Xerox Corp. Introduces New Business Systems Products
New York -- April 30, 1985 -- PRNewswire -- As the first step in an aggressive two-year program to capture a greater share of the business systems market, Xerox Corp. (NYSE: XRX) today introduced three business solutions for work groups in 10 new systems and communication products.
The introduction of these systems is expected to have far-reaching effects on the business systems marketplace. Xerox Executive Vice President William Glavin said his company is making a "major commitment" to the effort and is "in this for the long run."
Xerox sales and support personnel have been serving the office market for 25 years, Glavin said. The company plans to leverage that experience by marketing the new systems and products through its 4,000-person general line sales force, he said.
The new products and systems are designed to work with each other as well as with equipment supplied by other vendors that use Xerox's Ethernet local area network.
The company also announced that it has reached an agreement in principle with AT&T to market the hardware used in the low-cost AT&T Starlan Network, a local area network recently introduced by that company.

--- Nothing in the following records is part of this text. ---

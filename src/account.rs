//! Shopper accounts: registration, login, password storage.
//!
//! Passwords are stored as `pbkdf2_sha256$<iterations>$<salt-hex>$<hash-hex>`
//! so the iteration count can be raised later without invalidating existing
//! hashes; verification always uses the count recorded in the hash itself.

use anyhow::Result;
use once_cell::sync::Lazy;
use pbkdf2::pbkdf2_hmac;
use rand_core::{OsRng, RngCore};
use regex::Regex;
use sha2::Sha256;
use std::sync::Arc;

use crate::storage::{Storage, UserRow};
use crate::StoreError;

const HASH_ALGORITHM: &str = "pbkdf2_sha256";
const SALT_LEN: usize = 16;
const KEY_LEN: usize = 32;
const USERNAME_MAX: usize = 150;
const PASSWORD_MIN: usize = 8;

static EMAIL_RE: Lazy<Regex> =
    Lazy::new(|| Regex::new(r"^[^@\s]+@[^@\s]+\.[^@\s]+$").expect("email regex compiles"));

pub fn hash_password(password: &str, iterations: u32) -> String {
    let mut salt = [0u8; SALT_LEN];
    OsRng.fill_bytes(&mut salt);
    let mut key = [0u8; KEY_LEN];
    pbkdf2_hmac::<Sha256>(password.as_bytes(), &salt, iterations, &mut key);
    format!(
        "{HASH_ALGORITHM}${iterations}${}${}",
        hex::encode(salt),
        hex::encode(key)
    )
}

pub fn verify_password(password: &str, stored: &str) -> bool {
    let mut parts = stored.split('$');
    let (Some(algorithm), Some(iterations), Some(salt), Some(expected)) =
        (parts.next(), parts.next(), parts.next(), parts.next())
    else {
        return false;
    };
    if algorithm != HASH_ALGORITHM || parts.next().is_some() {
        return false;
    }
    let Ok(iterations) = iterations.parse::<u32>() else {
        return false;
    };
    let (Ok(salt), Ok(expected)) = (hex::decode(salt), hex::decode(expected)) else {
        return false;
    };
    let mut key = vec![0u8; expected.len()];
    pbkdf2_hmac::<Sha256>(password.as_bytes(), &salt, iterations, &mut key);
    ct_eq(&key, &expected)
}

/// Constant-time comparison; the derived key must not leak by timing.
fn ct_eq(a: &[u8], b: &[u8]) -> bool {
    if a.len() != b.len() {
        return false;
    }
    a.iter().zip(b).fold(0u8, |acc, (x, y)| acc | (x ^ y)) == 0
}

/// Registration form fields, password entered twice.
#[derive(Debug, Clone)]
pub struct RegisterForm {
    pub username: String,
    pub email: String,
    pub password1: String,
    pub password2: String,
}

impl RegisterForm {
    fn validate(&self) -> Result<(), StoreError> {
        let username = self.username.trim();
        if username.is_empty() || username.len() > USERNAME_MAX {
            return Err(StoreError::InvalidForm("enter a valid username".into()));
        }
        if !EMAIL_RE.is_match(self.email.trim()) {
            return Err(StoreError::InvalidForm("enter a valid email address".into()));
        }
        if self.password1 != self.password2 {
            return Err(StoreError::InvalidForm("passwords do not match".into()));
        }
        if self.password1.len() < PASSWORD_MIN {
            return Err(StoreError::InvalidForm(format!(
                "password must be at least {PASSWORD_MIN} characters"
            )));
        }
        Ok(())
    }
}

/// Create an account. A taken username reads as a form error, not an
/// internal one.
pub async fn register(
    storage: &Arc<Storage>,
    form: &RegisterForm,
    iterations: u32,
) -> Result<UserRow> {
    form.validate()?;
    let username = form.username.trim();
    if storage.get_user_by_username(username).await?.is_some() {
        return Err(StoreError::InvalidForm("that username is taken".into()).into());
    }
    let hash = hash_password(&form.password1, iterations);
    let user = storage
        .create_user(username, form.email.trim(), &hash)
        .await?;
    Ok(user)
}

/// Verify credentials. Unknown user and wrong password are indistinguishable
/// to the caller.
pub async fn authenticate(
    storage: &Arc<Storage>,
    username: &str,
    password: &str,
) -> Result<Option<UserRow>> {
    let Some(user) = storage.get_user_by_username(username.trim()).await? else {
        return Ok(None);
    };
    if verify_password(password, &user.password_hash) {
        Ok(Some(user))
    } else {
        Ok(None)
    }
}

#[cfg(test)]
mod tests {
    use super::*;

    // Low iteration count keeps the test fast; the format is what matters.
    const TEST_ITERATIONS: u32 = 1_000;

    #[test]
    fn hash_and_verify_round_trip() {
        let hash = hash_password("hunter2hunter2", TEST_ITERATIONS);
        assert!(hash.starts_with("pbkdf2_sha256$1000$"));
        assert!(verify_password("hunter2hunter2", &hash));
        assert!(!verify_password("wrong password", &hash));
    }

    #[test]
    fn salts_are_unique_per_hash() {
        let a = hash_password("same password", TEST_ITERATIONS);
        let b = hash_password("same password", TEST_ITERATIONS);
        assert_ne!(a, b);
    }

    #[test]
    fn malformed_stored_hashes_never_verify() {
        assert!(!verify_password("x", ""));
        assert!(!verify_password("x", "md5$1$aa$bb"));
        assert!(!verify_password("x", "pbkdf2_sha256$notanum$aa$bb"));
        assert!(!verify_password("x", "pbkdf2_sha256$1000$zz$zz"));
        assert!(!verify_password("x", "pbkdf2_sha256$1000$aa$bb$extra"));
    }

    #[test]
    fn register_form_validation() {
        let ok = RegisterForm {
            username: "ada".into(),
            email: "ada@example.com".into(),
            password1: "correct horse".into(),
            password2: "correct horse".into(),
        };
        assert!(ok.validate().is_ok());

        let mut bad = ok.clone();
        bad.email = "not-an-email".into();
        assert!(bad.validate().is_err());

        let mut bad = ok.clone();
        bad.password2 = "different".into();
        assert!(bad.validate().is_err());

        let mut bad = ok.clone();
        bad.password1 = "short".into();
        bad.password2 = "short".into();
        assert!(bad.validate().is_err());

        let mut bad = ok;
        bad.username = "  ".into();
        assert!(bad.validate().is_err());
    }
}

The three work group systems announced today are Document Solutions to help office workers handle information electronically and on paper faster and better; Expert Designer Solutions for preparing blueprints, drafting and other engineering and design tasks; and Production Publisher Solutions for in-house printing and publishing operations that produce catalogues, brochures, manuals and other complex, large documents.
The three systems use one or more of the 10 new products, which include a desktop laser printer (the Xerox 4045 priced at $4,995) capable of producing letter-quality text and graphics at up to 10 pages a minute, and a 24-page-per-minute printer (the Xerox 3700 priced at $29,995) for use in data centers or work groups.
Xerox also introduced the first of its 60 Series workstations. These include the 6085 Professional Computer System (priced at $4,995) which allows users to merge text and graphics and also run popular personal computer programs; a family of PC-based word processors (the Xerox 6067 and 6068 priced at $2,985 and $5,150, respectively) featuring a special word processing keyboard and the proprietary Xerox Writer I or II word processing software; and two versions of an industry-standard personal computer (the Xerox 6064 and 6065 priced at $2,885 and $4,485, respectively). A new organization within Xerox called the Xerox Software Center will develop and market software for the new Xerox personal computers.
All of these products will be available throughout the United States by the end of the third quarter.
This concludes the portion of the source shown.